At under 70 pages this novella manages to be impactful and almost whimsical at the same time. It can be a little hard to follow at times as the unnamed narrator tends to jump back and forth in his memories of his father. Sometimes he’s recounting a story of when he was a young child, and what he felt in that moment, while in others he’s then looking back on an event with through the eyes of his adult self, offering a different perspective to the one he had as a child.
The first chapter was the most interesting to me as that contained extracts from the father’s diary from when he joined the British army, in the King’s Own Malta Regiment in December 1939 at age nineteen.
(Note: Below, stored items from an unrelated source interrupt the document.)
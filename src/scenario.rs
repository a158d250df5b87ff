//! Loading a schedule and its cargo pool from a JSON scenario file

use crate::aircraft::Aircraft;
use crate::cargo::{Cargo, CargoId};
use crate::config::ScheduleConfig;
use crate::error::Error;
use crate::flight::Flight;
use crate::schedule::Schedule;
use crate::time::Time;
use serde::Deserialize;
use std::collections::HashMap;
use std::path::Path;
use thiserror::Error;

#[derive(Error, Debug)]
pub enum ScenarioError {
    #[error("Failed to read scenario: {0}")]
    Io(#[from] std::io::Error),

    #[error("Malformed scenario: {0}")]
    Json(#[from] serde_json::Error),

    #[error(transparent)]
    Domain(#[from] Error),
}

#[derive(Deserialize)]
struct RawAircraft {
    id: String,
    capacity: f64,
}

#[derive(Deserialize)]
struct RawCargo {
    number: String,
    mass: f64,
    departure: String,
    destination: String,
    /// Defaults to `departure`
    current: Option<String>,
    #[serde(default)]
    arrival_time: u64,
    deadline: Option<u64>,
}

#[derive(Deserialize)]
struct RawFlight {
    id: String,
    origin: String,
    destination: String,
    departure_time: u64,
    arrival_time: u64,
    aircraft: String,
    /// Cargo numbers from the pool to put on board
    #[serde(default)]
    cargo: Vec<String>,
}

#[derive(Deserialize)]
struct RawScenario {
    #[serde(default)]
    config: ScheduleConfig,
    #[serde(default)]
    aircraft: Vec<RawAircraft>,
    #[serde(default)]
    cargo: Vec<RawCargo>,
    #[serde(default)]
    flights: Vec<RawFlight>,
}

/// A schedule built through the same validated operations a caller would
/// use, plus the pool of cargo available for loading.
pub struct Scenario {
    pub schedule: Schedule,
    pub cargo: HashMap<CargoId, Cargo>,
}

impl Scenario {
    pub fn load_from_file(path: impl AsRef<Path>) -> Result<Scenario, ScenarioError> {
        let data = std::fs::read_to_string(path)?;
        Scenario::from_json(&data)
    }

    /// Any rejected aircraft, flight or load aborts the whole scenario.
    pub fn from_json(data: &str) -> Result<Scenario, ScenarioError> {
        let raw: RawScenario = serde_json::from_str(data)?;

        let mut schedule = Schedule::new(raw.config);
        for a in raw.aircraft {
            schedule.register_aircraft(Aircraft::new(&a.id, a.capacity)?)?;
        }

        let mut cargo = HashMap::new();
        for c in raw.cargo {
            let current = c.current.as_deref().unwrap_or(&c.departure);
            let mut item = Cargo::new(
                &c.number,
                c.mass,
                &c.departure,
                &c.destination,
                current,
                Time(c.arrival_time),
            )?;
            if let Some(deadline) = c.deadline {
                item = item.with_deadline(Time(deadline));
            }
            if cargo.insert(item.number().clone(), item).is_some() {
                return Err(Error::InvalidArgument(format!("cargo {} listed twice", c.number)).into());
            }
        }

        for f in raw.flights {
            let flight = Flight::new(
                &f.id,
                &f.origin,
                &f.destination,
                Time(f.departure_time),
                Time(f.arrival_time),
                &f.aircraft,
            )?;
            let flight_id = flight.id().clone();
            schedule.add_flight(flight)?;
            for number in f.cargo {
                let item = cargo
                    .get(number.as_str())
                    .cloned()
                    .ok_or_else(|| Error::NotFound(format!("cargo {}", number)))?;
                schedule.add_cargo(&flight_id, item)?;
            }
        }

        tracing::info!(
            aircraft = schedule.fleet().len(),
            cargo = cargo.len(),
            flights = schedule.len(),
            "loaded scenario"
        );
        Ok(Scenario { schedule, cargo })
    }
}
A lot of it was just the everyday goings on of life in the army but the diary is the springboard for the son’s thoughts about his father’s time in the military and how that shaped him as a man.
What it means to be a man and how soldiers and men don’t cry is a big factor. How the father’s attitude towards his son for any perceived weakness, how the son likes the feeling of tears running down his face, and how he only ever saw his father cry twice and both times his father had tried to hide it from everyone. It’s clear to see how this strict masculinity has affected the son and caused him to rethink certain elements of himself. It’s something he also muses about, masculinity and the role of a father, when he has his own son.
One thing that was a bit unusual, was how the narrator would bring in quotes or ideas from different writers and theorists and then relate them to his father and his memories of him. This little novella had footnotes with references to textbooks and it made the reading experience a real mix of things.
With the theory stuff it sometimes seemed academic, then there was the historical aspect, giving a brief rundown of the political landscape in Malta and how his father interacted with it, and then there’s the family and relationship history making it a condensed memoir. All these elements means that when reading it, there’s a distance to In the Name of the Father (and of the Son). It’s like the narrator is looking through the fog of memory, trying to work through his grief and thoughts. It’s an interesting and thoughtful reading experience and one that cant help but leave you feeling a little melancholy. 4/5.